Zwischen Wachen und Träumen dämmert dem unglückseligen Handelsreisenden Gregor Samsa, dass er an diesem trübseligen Morgen nicht nur tatsächlich verschlafen hat, sondern dass er aufgrund seiner phantastischen Verwandlung gar nicht mehr zur Arbeit wird gehen können. Kaum hat er diesen Gedanken gefasst, dringt es auch schon von allen Seiten auf ihn ein und ruft ihn zur Pflicht, die Familie, die er ernährt, fordert ihn sanft und klagend (die Schwester), herrisch und aggressiv (der Vater), dazu auf, die Türe zu öffnen und dem alltäglichen, Gregor verhassten Dienst nachzugehen.
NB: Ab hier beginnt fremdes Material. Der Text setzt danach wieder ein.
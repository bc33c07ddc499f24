//! Raw HTML block
//!
//! The per-block view-model the host creates for every raw HTML block.

pub mod raw_block;

pub use raw_block::{CssClasses, RawBlock};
Unterstützung erhalten sie von Gregors Vorgesetztem, dem Prokuristen der Firma, bei der sie verschuldet sind. Doch so peinlich dem Handelsreisenden sein persönliches Versagen ist, kann er - seit der unruhigen Nacht ein Käfer - seinen Verpflichtungen beim besten Willen nicht mehr nachkommen. Die Familie wird sich an Gregors Zustand gewöhnen und schließlich für ihr Fortkommen selber sorgen müssen. Ist die Anhänglichkeit wie auch das Entsetzen gerade der Schwester zunächst noch sehr groß, distanzieren sich die Angehörigen Samsas immer stärker von ihm, je mehr er seinem seltsamen Zustand verfällt: dem Bedürfnis an der Decke zu hängen, faulige Speise zu kosten, mit einem hässlichen unverständlichen Piepsen auf familiäre Fragen zu antworten oder sich unwiderstehlich zum Geigenspiel der Schwester hingezogen zu fühlen - selbst auf die Gefahr hin, das Dienstpersonal und die neuen Zimmerherren zu vergraulen, deren Mietzahlungen man dringend benötigt. Und da sich Gregor unberechenbarer Weise nicht an alle Regeln der Familie hält und manchmal geradezu taktlos in seinem Zimmer unter dem Sofa hervorkriecht, wenn er etwas durchsetzen will oder ihn die Wut überkommt, wird er allmählich zum Problem…           

 

Das Theater ohne Furcht und Tadel nimmt Franz Kafkas (1883 – 1924) wohl bekannteste Schöpfung unter die Lupe und folgt Gregor Samsa in seine phantastische, absurde  Wirklichkeit, die der Autor mit teils melancholischen, teils ironischen, aber auch mit bitteren Untertönen zeichnet. Kafkas alptraumhafte, expressionistische Prosastücke, Fragmente und Gedankenspiele wurden zu seinen Lebzeiten auf seinen eigenen Wunsch hin nur teilweise veröffentlicht. Sie nehmen jedoch in ihrer metaphysischen und psychologischen Dimension die komplexe Entwicklung des 20. Jahrhunderts vorweg - und sie behaupten sich aufgrund ihrer sprachlichen Dichte, ihrer Phantastik und ihres Einfallsreichtums bis heute.